Many Pakistanis welcome the action against the militants, whose behavior in recent months had been reminiscent of the Taliban in Afghanistan.
Moderate politicians and the media have for months urged President Pervez Musharraf to crack down but heavy casualties in an assault on the mosque would be damaging for him. Musharraf faces elections later this year.
"HELD HOSTAGE"
Ghazi's elder brother and chief cleric of the mosque, Abdul Aziz, was captured on Wednesday trying to escape from the mosque in a woman's all-enveloping burqa.
Authorities don't know how many people are still in the mosque but Aziz, in an interview broadcast on state television on Thursday, said 850 students were there, 600 of them women and girls.
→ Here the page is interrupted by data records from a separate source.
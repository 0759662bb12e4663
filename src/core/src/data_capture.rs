//! Output capture for tests.
//!
//! - [`stdio_capture`]: redirect the process-wide stdout/stderr descriptors
//!   into a pipe for the duration of a closure and hand back what was written.
//! - [`shared_buffer`]: an injectable in-memory writer for code that takes an
//!   `impl Write`, safe for parallel tests.
//!
//! ```no_run
//! use std::io::Write;
//! use testutils::data_capture::{capture_stdout, capture_stdout_and_stderr};
//!
//! let out = capture_stdout(|| {
//!     std::io::stdout().write_all(b"hello\n").unwrap();
//! });
//! assert_eq!(out, "hello\n");
//!
//! let (out, err) = capture_stdout_and_stderr(|| {
//!     std::io::stderr().write_all(b"oops\n").unwrap();
//! });
//! assert!(out.is_empty());
//! assert_eq!(err, "oops\n");
//! ```

pub mod shared_buffer;
pub mod stdio_capture;
pub mod types;

pub use shared_buffer::SharedBuffer;
pub use stdio_capture::{
    capture, capture_bytes, capture_stderr, capture_stderr_bytes, capture_stdout,
    capture_stdout_and_stderr, capture_stdout_and_stderr_bytes, capture_stdout_bytes,
    try_capture, try_capture_stdout_and_stderr, StreamRedirect,
};
pub use types::{CaptureState, CapturedOutput, StdioStream};
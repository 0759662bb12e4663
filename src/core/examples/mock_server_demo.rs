use log::info;
use std::io::Write;
use testutils::data_capture::capture_stdout_and_stderr;
use testutils::http_mock::http::StatusCode;
use testutils::http_mock::{response, MockHttpServer, MockRequest, RequestRecorder};
use tokio::io::{AsyncReadExt, AsyncWriteExt};
use tokio::net::TcpStream;

#[tokio::main]
async fn main() -> Result<(), Box<dyn std::error::Error>> {
    env_logger::Builder::from_default_env()
        .filter_level(log::LevelFilter::Info)
        .init();

    let recorder = RequestRecorder::wrapping(|req: MockRequest| {
        response(StatusCode::OK, format!("hello {}", req.uri().path()))
    });
    let mut server = MockHttpServer::start(recorder.clone()).await?;
    info!("Mock server at {}", server.url());

    let mut stream = TcpStream::connect(server.addr()).await?;
    let request = format!(
        "POST /greet HTTP/1.1\r\nHost: {}\r\nContent-Length: 5\r\nConnection: close\r\n\r\nworld",
        server.addr()
    );
    stream.write_all(request.as_bytes()).await?;
    let mut reply = String::new();
    stream.read_to_string(&mut reply).await?;
    info!("Reply: {}", reply.lines().last().unwrap_or_default());

    for req in recorder.requests() {
        info!("Recorded {} {} body={:?}", req.method, req.path, req.body_string());
    }
    server.shutdown().await?;

    let (out, err) = capture_stdout_and_stderr(|| {
        let _ = std::io::stdout().write_all(b"to stdout\n");
        let _ = std::io::stderr().write_all(b"to stderr\n");
    });
    info!("Captured stdout={:?} stderr={:?}", out, err);
    Ok(())
}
He urged them to give up.
The government said many of those still in the mosque were being kept there against their will as human shields.
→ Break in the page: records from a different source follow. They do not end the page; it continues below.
use std::net::{Ipv4Addr, SocketAddr};
use std::sync::Arc;

use log::{debug, info, warn};
use tokio::sync::oneshot;
use tokio::task::JoinHandle;
use warp::http::{HeaderMap, Method, Request, StatusCode};
use warp::hyper::body::Bytes;
use warp::path::FullPath;
use warp::{Filter, Rejection};

use super::types::{response, Handler, MockResponse};
use crate::error_handling::types::HttpError;

/// Loopback HTTP server that sends every request to a [`Handler`].
///
/// The listener is bound on `127.0.0.1` with an ephemeral port. The server
/// stops on [`shutdown`](Self::shutdown) or, at the latest, when the value is
/// dropped at the end of the test.
pub struct MockHttpServer {
    addr: SocketAddr,
    url: String,
    shutdown_tx: Option<oneshot::Sender<()>>,
    task: Option<JoinHandle<()>>,
}

impl MockHttpServer {
    /// Binds the listener and starts serving. Must be called from within a
    /// tokio runtime.
    pub async fn start<H: Handler>(handler: H) -> Result<Self, HttpError> {
        let routes = handler_filter(Arc::new(handler));
        let (shutdown_tx, shutdown_rx) = oneshot::channel::<()>();

        let (addr, server) = warp::serve(routes)
            .try_bind_with_graceful_shutdown((Ipv4Addr::LOCALHOST, 0), async move {
                let _ = shutdown_rx.await;
            })
            .map_err(|e| HttpError::BindFailed(e.to_string()))?;

        let task = tokio::spawn(server);
        let url = format!("http://{}", addr);
        info!("Mock HTTP server listening on {}", url);

        Ok(Self {
            addr,
            url,
            shutdown_tx: Some(shutdown_tx),
            task: Some(task),
        })
    }

    /// Base URL, e.g. `http://127.0.0.1:49152`.
    pub fn url(&self) -> &str {
        &self.url
    }

    pub fn addr(&self) -> SocketAddr {
        self.addr
    }

    /// `url()` joined with `path` (which should start with `/`).
    pub fn url_for(&self, path: &str) -> String {
        format!("{}{}", self.url, path)
    }

    /// Stops accepting connections and waits for the server task to finish.
    /// Calling it more than once is a no-op.
    pub async fn shutdown(&mut self) -> Result<(), HttpError> {
        if let Some(tx) = self.shutdown_tx.take() {
            let _ = tx.send(());
        }
        if let Some(task) = self.task.take() {
            task.await
                .map_err(|e| HttpError::ServerTaskFailed(e.to_string()))?;
            debug!("Mock HTTP server on {} stopped", self.url);
        }
        Ok(())
    }
}

impl Drop for MockHttpServer {
    fn drop(&mut self) {
        if let Some(tx) = self.shutdown_tx.take() {
            if tx.send(()).is_err() {
                warn!("Mock HTTP server on {} already stopped", self.url);
            }
            debug!("Mock HTTP server on {} signalled to stop on drop", self.url);
        }
    }
}

/// Catch-all filter that rebuilds the request and hands it to `handler`.
pub(crate) fn handler_filter(
    handler: Arc<dyn Handler>,
) -> impl Filter<Extract = (MockResponse,), Error = Rejection> + Clone {
    let query = warp::query::raw()
        .or(warp::any().map(String::new))
        .unify();

    warp::method()
        .and(warp::path::full())
        .and(query)
        .and(warp::header::headers_cloned())
        .and(warp::body::bytes())
        .map(
            move |method: Method, path: FullPath, query: String, headers: HeaderMap, body: Bytes| {
                let uri = if query.is_empty() {
                    path.as_str().to_string()
                } else {
                    format!("{}?{}", path.as_str(), query)
                };
                match Request::builder().method(method).uri(uri).body(body) {
                    Ok(mut request) => {
                        *request.headers_mut() = headers;
                        handler.handle(request)
                    }
                    Err(e) => response(StatusCode::BAD_REQUEST, e.to_string()),
                }
            },
        )
}

#[cfg(test)]
mod tests {
    use super::*;
    use crate::http_mock::types::MockRequest;
    use tokio::io::{AsyncReadExt, AsyncWriteExt};
    use tokio::net::TcpStream;
    use tokio_test::assert_ok;

    fn echo(request: MockRequest) -> MockResponse {
        let body = format!(
            "{} {}?{} {}",
            request.method(),
            request.uri().path(),
            request.uri().query().unwrap_or(""),
            String::from_utf8_lossy(request.body())
        );
        response(StatusCode::OK, body)
    }

    async fn raw_get(addr: SocketAddr, path: &str) -> std::io::Result<String> {
        let mut stream = TcpStream::connect(addr).await?;
        let request = format!(
            "GET {} HTTP/1.1\r\nHost: {}\r\nConnection: close\r\n\r\n",
            path, addr
        );
        stream.write_all(request.as_bytes()).await?;
        let mut buf = Vec::new();
        stream.read_to_end(&mut buf).await?;
        Ok(String::from_utf8_lossy(&buf).into_owned())
    }

    #[tokio::test]
    async fn filter_passes_method_path_query_and_body() {
        let filter = handler_filter(Arc::new(echo));
        let res = warp::test::request()
            .method("POST")
            .path("/items/7?verbose=1")
            .body("payload")
            .reply(&filter)
            .await;
        assert_eq!(res.status(), StatusCode::OK);
        assert_eq!(res.body().as_ref(), b"POST /items/7?verbose=1 payload");
    }

    #[tokio::test]
    async fn filter_passes_headers() {
        let filter = handler_filter(Arc::new(|req: MockRequest| {
            let token = req
                .headers()
                .get("x-token")
                .and_then(|v| v.to_str().ok())
                .unwrap_or("missing")
                .to_string();
            response(StatusCode::ACCEPTED, token)
        }));
        let res = warp::test::request()
            .path("/")
            .header("x-token", "abc123")
            .reply(&filter)
            .await;
        assert_eq!(res.status(), StatusCode::ACCEPTED);
        assert_eq!(res.body().as_ref(), b"abc123");
    }

    #[tokio::test]
    async fn server_answers_on_its_url() {
        let _ = env_logger::builder().is_test(true).try_init();
        let mut server = MockHttpServer::start(echo).await.unwrap();
        assert!(server.url().starts_with("http://127.0.0.1:"));
        assert_eq!(server.url_for("/x"), format!("{}/x", server.url()));

        let reply = raw_get(server.addr(), "/hello?name=test").await.unwrap();
        assert!(reply.starts_with("HTTP/1.1 200 OK"), "reply: {}", reply);
        assert!(reply.ends_with("GET /hello?name=test "), "reply: {}", reply);

        assert_ok!(server.shutdown().await);
    }

    #[tokio::test]
    async fn shutdown_is_idempotent_and_closes_listener() {
        let mut server = MockHttpServer::start(echo).await.unwrap();
        let addr = server.addr();
        assert_ok!(server.shutdown().await);
        assert_ok!(server.shutdown().await);
        assert!(TcpStream::connect(addr).await.is_err());
    }

    #[tokio::test]
    async fn servers_get_distinct_ports() {
        let a = MockHttpServer::start(echo).await.unwrap();
        let b = MockHttpServer::start(echo).await.unwrap();
        assert_ne!(a.addr().port(), b.addr().port());
    }
}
"A large number of women and children are being held hostage," said Deputy Information Minister Tariq Azim Khan.
The clerics and their followers launched an increasingly provocative campaign from January to press for various demands including action against vice. They had threatened suicide attacks if force was used against them.
The government has issued several ultimatums for the students to surrender and about 1,200 of them have come out, most on Wednesday. Water, gas and power supplies to the mosque have been cut and a curfew imposed in the neighborhood.
The government estimates there are 50 to 60 hard-core militants among them, armed with automatic weapons, grenades and petrol bombs. Security officials say they might never surrender.
The Lal Masjid movement is part of a phenomenon known as "Talibanization" -- the spread of militant influence from remote tribal regions on the Afghan border into central areas.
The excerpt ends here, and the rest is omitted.